- [DIRECTIONS FOR THIS TASK]: Which lines of the records contain "Serialize"? Collect every one of them.

- [DATA SHOWN]:

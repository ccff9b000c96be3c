//! Nonce conflict resolution.
//!
//! Pending transactions that share an account nonce are mutually exclusive:
//! at most one of them can ever execute. This module groups pending
//! transactions by nonce, computes the "will be replaced" relation while one
//! sibling is executing, and marks the losers `Replaced` once a winner
//! succeeds.

use crate::error::{LifecycleError, Result};
use crate::types::{Address, SafeTxHash};
use chrono::{DateTime, Utc};
use serde::{Deserialize, Serialize};
use std::collections::{BTreeMap, BTreeSet, HashMap};
use std::fmt;
use tracing::{debug, info, warn};

/// Lifecycle status of a pending transaction
#[derive(Debug, Clone, Copy, PartialEq, Eq, Hash, Serialize, Deserialize)]
#[serde(rename_all = "SCREAMING_SNAKE_CASE")]
pub enum TxStatus {
    /// Collecting owner signatures
    AwaitingConfirmations,
    /// Threshold reached, ready to execute
    AwaitingExecution,
    /// Executed on-chain
    Success,
    /// Execution reverted or failed
    Failed,
    /// A sibling at the same nonce executed first
    Replaced,
}

impl TxStatus {
    /// Whether no further confirmation or execution is possible
    pub fn is_terminal(&self) -> bool {
        matches!(self, TxStatus::Success | TxStatus::Replaced)
    }
}

impl fmt::Display for TxStatus {
    fn fmt(&self, f: &mut fmt::Formatter<'_>) -> fmt::Result {
        let name = match self {
            TxStatus::AwaitingConfirmations => "AWAITING_CONFIRMATIONS",
            TxStatus::AwaitingExecution => "AWAITING_EXECUTION",
            TxStatus::Success => "SUCCESS",
            TxStatus::Failed => "FAILED",
            TxStatus::Replaced => "REPLACED",
        };
        f.write_str(name)
    }
}

/// An unexecuted account transaction
#[derive(Debug, Clone, PartialEq, Eq, Serialize, Deserialize)]
pub struct PendingTransaction {
    /// Account nonce the transaction is bound to
    pub nonce: u64,
    /// Transaction hash
    pub safe_tx_hash: SafeTxHash,
    /// When it was proposed
    pub submitted_at: DateTime<Utc>,
    /// Owners that signed
    pub confirmations: BTreeSet<Address>,
    /// Signatures needed to execute
    pub confirmations_required: usize,
    /// Current status
    pub status: TxStatus,
}

impl PendingTransaction {
    /// Create a transaction with no confirmations
    pub fn new(
        nonce: u64,
        safe_tx_hash: SafeTxHash,
        submitted_at: DateTime<Utc>,
        confirmations_required: usize,
    ) -> Self {
        Self {
            nonce,
            safe_tx_hash,
            submitted_at,
            confirmations: BTreeSet::new(),
            confirmations_required,
            status: TxStatus::AwaitingConfirmations,
        }
    }

    /// Record a signature and update the status
    pub fn add_confirmation(&mut self, signer: Address) {
        self.confirmations.insert(signer);
        if self.status == TxStatus::AwaitingConfirmations
            && self.confirmations.len() >= self.confirmations_required
        {
            self.status = TxStatus::AwaitingExecution;
        }
    }
}

/// Pending transactions sharing one nonce
#[derive(Debug, Clone, PartialEq, Eq, Serialize, Deserialize)]
pub struct ConflictGroup {
    /// Shared nonce
    pub nonce: u64,
    /// Members in first-seen order
    pub members: Vec<PendingTransaction>,
}

impl ConflictGroup {
    /// Whether `hash` is a member
    pub fn contains(&self, hash: &SafeTxHash) -> bool {
        self.member(hash).is_some()
    }

    /// Look up a member
    pub fn member(&self, hash: &SafeTxHash) -> Option<&PendingTransaction> {
        self.members.iter().find(|tx| &tx.safe_tx_hash == hash)
    }

    /// Whether more than one proposal competes for the nonce
    pub fn has_conflict(&self) -> bool {
        self.members.len() > 1
    }

    /// The member that executed, if any
    pub fn winner(&self) -> Option<&SafeTxHash> {
        self.members
            .iter()
            .find(|tx| tx.status == TxStatus::Success)
            .map(|tx| &tx.safe_tx_hash)
    }

    /// Mark `hash` executed and every sibling replaced.
    ///
    /// Returns the hashes that transitioned to `Replaced`. Repeating the call
    /// for the winner is a no-op; calling it for another member once a winner
    /// exists fails with `StaleTransaction`.
    pub fn on_executed(&mut self, hash: &SafeTxHash) -> Result<Vec<SafeTxHash>> {
        if !self.contains(hash) {
            return Err(LifecycleError::UnknownTransaction(hash.clone()));
        }

        match self.winner() {
            Some(winner) if winner == hash => return Ok(Vec::new()),
            Some(winner) => {
                warn!(
                    "Rejecting execution of {} at nonce {}: {} already won",
                    hash, self.nonce, winner
                );
                return Err(LifecycleError::StaleTransaction(hash.clone()));
            }
            None => {}
        }

        let mut replaced = Vec::new();
        for tx in &mut self.members {
            if &tx.safe_tx_hash == hash {
                tx.status = TxStatus::Success;
            } else if tx.status != TxStatus::Replaced {
                tx.status = TxStatus::Replaced;
                replaced.push(tx.safe_tx_hash.clone());
            }
        }

        if !replaced.is_empty() {
            info!(
                "Transaction {} executed at nonce {}, replacing {} sibling(s)",
                hash,
                self.nonce,
                replaced.len()
            );
        }

        Ok(replaced)
    }

    /// True if a different member of this group is currently executing
    pub fn will_be_replaced(&self, hash: &SafeTxHash, active: Option<&SafeTxHash>) -> bool {
        match active {
            Some(active) => active != hash && self.contains(active),
            None => false,
        }
    }

    /// Gate a confirmation or execution attempt on `hash`
    pub fn ensure_actionable(&self, hash: &SafeTxHash, active: Option<&SafeTxHash>) -> Result<()> {
        let tx = self
            .member(hash)
            .ok_or_else(|| LifecycleError::UnknownTransaction(hash.clone()))?;

        if tx.status.is_terminal() || self.winner().is_some() {
            return Err(LifecycleError::StaleTransaction(hash.clone()));
        }

        if let Some(active) = active.filter(|_| self.will_be_replaced(hash, active)) {
            return Err(LifecycleError::SiblingInFlight {
                hash: hash.clone(),
                active: active.clone(),
            });
        }

        Ok(())
    }
}

/// Group pending transactions by nonce, ascending, members in first-seen order
pub fn group_by_nonce(pending: &[PendingTransaction]) -> Vec<ConflictGroup> {
    let mut groups: BTreeMap<u64, Vec<PendingTransaction>> = BTreeMap::new();
    for tx in pending {
        groups.entry(tx.nonce).or_default().push(tx.clone());
    }

    groups
        .into_iter()
        .map(|(nonce, members)| ConflictGroup { nonce, members })
        .collect()
}

/// Nonces a pruned hash stays recognisable as stale after the account moves
/// past it
pub const RETIRED_NONCE_WINDOW: u64 = 64;

/// The latest known pending set of one account.
///
/// Groups are recomputed from the set on every query so decisions never act
/// on a stale grouping.
#[derive(Debug, Clone, Default)]
pub struct PendingPool {
    transactions: Vec<PendingTransaction>,
    active: Option<SafeTxHash>,
    retired: HashMap<SafeTxHash, u64>,
}

impl PendingPool {
    /// Create an empty pool
    pub fn new() -> Self {
        Self::default()
    }

    /// Add a transaction, merging confirmations if it is already known
    pub fn insert(&mut self, tx: PendingTransaction) {
        match self
            .transactions
            .iter_mut()
            .find(|existing| existing.safe_tx_hash == tx.safe_tx_hash)
        {
            Some(existing) => {
                for signer in tx.confirmations {
                    existing.add_confirmation(signer);
                }
            }
            None => {
                debug!("Tracking {} at nonce {}", tx.safe_tx_hash, tx.nonce);
                self.transactions.push(tx);
            }
        }
    }

    /// Look up a transaction
    pub fn get(&self, hash: &SafeTxHash) -> Option<&PendingTransaction> {
        self.transactions.iter().find(|tx| &tx.safe_tx_hash == hash)
    }

    /// All tracked transactions in insertion order
    pub fn transactions(&self) -> &[PendingTransaction] {
        &self.transactions
    }

    /// Transaction currently being executed
    pub fn active(&self) -> Option<&SafeTxHash> {
        self.active.as_ref()
    }

    /// Current conflict groups
    pub fn groups(&self) -> Vec<ConflictGroup> {
        group_by_nonce(&self.transactions)
    }

    fn lookup(&self, hash: &SafeTxHash) -> Result<ConflictGroup> {
        if self.retired.contains_key(hash) {
            return Err(LifecycleError::StaleTransaction(hash.clone()));
        }

        let nonce = self
            .get(hash)
            .map(|tx| tx.nonce)
            .ok_or_else(|| LifecycleError::UnknownTransaction(hash.clone()))?;

        let members = self
            .transactions
            .iter()
            .filter(|tx| tx.nonce == nonce)
            .cloned()
            .collect();
        Ok(ConflictGroup { nonce, members })
    }

    /// Conflict group containing `hash`
    pub fn group_of(&self, hash: &SafeTxHash) -> Result<ConflictGroup> {
        self.lookup(hash)
    }

    /// Whether a sibling of `hash` is currently executing
    pub fn will_be_replaced(&self, hash: &SafeTxHash) -> bool {
        self.lookup(hash)
            .map(|group| group.will_be_replaced(hash, self.active.as_ref()))
            .unwrap_or(false)
    }

    /// Check that `hash` may still be confirmed or executed
    pub fn ensure_actionable(&self, hash: &SafeTxHash) -> Result<()> {
        self.lookup(hash)?
            .ensure_actionable(hash, self.active.as_ref())
    }

    /// Record an owner signature
    pub fn confirm(&mut self, hash: &SafeTxHash, signer: Address) -> Result<&PendingTransaction> {
        self.ensure_actionable(hash)?;

        let tx = self
            .transactions
            .iter_mut()
            .find(|tx| &tx.safe_tx_hash == hash)
            .ok_or_else(|| LifecycleError::UnknownTransaction(hash.clone()))?;
        tx.add_confirmation(signer);
        debug!(
            "{} has {}/{} confirmations",
            hash,
            tx.confirmations.len(),
            tx.confirmations_required
        );
        Ok(tx)
    }

    /// Mark `hash` as the in-flight execution of its nonce.
    ///
    /// Fails with `InsufficientConfirmations` until the signature threshold
    /// is reached.
    pub fn begin_execution(&mut self, hash: &SafeTxHash) -> Result<()> {
        self.ensure_actionable(hash)?;

        if let Some(tx) = self
            .get(hash)
            .filter(|tx| tx.confirmations.len() < tx.confirmations_required)
        {
            return Err(LifecycleError::InsufficientConfirmations {
                hash: hash.clone(),
                have: tx.confirmations.len(),
                required: tx.confirmations_required,
            });
        }

        self.active = Some(hash.clone());
        Ok(())
    }

    /// Apply a successful execution; returns the replaced siblings
    pub fn mark_executed(&mut self, hash: &SafeTxHash) -> Result<Vec<SafeTxHash>> {
        let mut group = self.lookup(hash)?;
        let replaced = group.on_executed(hash)?;

        for member in group.members {
            if let Some(tx) = self
                .transactions
                .iter_mut()
                .find(|tx| tx.safe_tx_hash == member.safe_tx_hash)
            {
                tx.status = member.status;
            }
        }

        if self.active.as_ref().is_some_and(|active| {
            active == hash || replaced.contains(active)
        }) {
            self.active = None;
        }

        Ok(replaced)
    }

    /// Apply a reverted execution; siblings stay eligible
    pub fn mark_reverted(&mut self, hash: &SafeTxHash) -> Result<()> {
        let tx = self
            .transactions
            .iter_mut()
            .find(|tx| &tx.safe_tx_hash == hash)
            .ok_or_else(|| LifecycleError::UnknownTransaction(hash.clone()))?;

        if !tx.status.is_terminal() {
            tx.status = TxStatus::Failed;
        }
        if self.active.as_ref() == Some(hash) {
            self.active = None;
        }
        Ok(())
    }

    /// Stop treating `hash` as in flight without forgetting it
    pub fn abandon(&mut self, hash: &SafeTxHash) {
        if self.active.as_ref() == Some(hash) {
            debug!("Abandoning local tracking of {}", hash);
            self.active = None;
        }
    }

    /// Drop every transaction below the on-chain nonce; returns their hashes
    pub fn prune_executed(&mut self, account_nonce: u64) -> Vec<SafeTxHash> {
        let mut pruned = Vec::new();
        let mut retired = Vec::new();
        self.transactions.retain(|tx| {
            if tx.nonce < account_nonce {
                pruned.push(tx.safe_tx_hash.clone());
                retired.push((tx.safe_tx_hash.clone(), tx.nonce));
                false
            } else {
                true
            }
        });

        if self
            .active
            .as_ref()
            .is_some_and(|active| pruned.contains(active))
        {
            self.active = None;
        }
        self.retired.extend(retired);
        let floor = account_nonce.saturating_sub(RETIRED_NONCE_WINDOW);
        self.retired.retain(|_, nonce| *nonce >= floor);

        if !pruned.is_empty() {
            debug!(
                "Pruned {} transaction(s) below nonce {}",
                pruned.len(),
                account_nonce
            );
        }
        pruned
    }

    /// Recommended nonce for a new proposal
    pub fn next_nonce(&self, account_nonce: u64) -> u64 {
        self.transactions
            .iter()
            .filter(|tx| tx.nonce >= account_nonce)
            .map(|tx| tx.nonce + 1)
            .max()
            .unwrap_or(account_nonce)
    }
}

- [PROBLEM SOLUTION]:
use serde::{Deserialize, Serialize};
#[derive(Debug, Clone, Copy, PartialEq, Eq, Hash, Serialize, Deserialize)]
#[derive(Debug, Clone, PartialEq, Eq, Serialize, Deserialize)]
#[derive(Debug, Clone, PartialEq, Eq, Serialize, Deserialize)]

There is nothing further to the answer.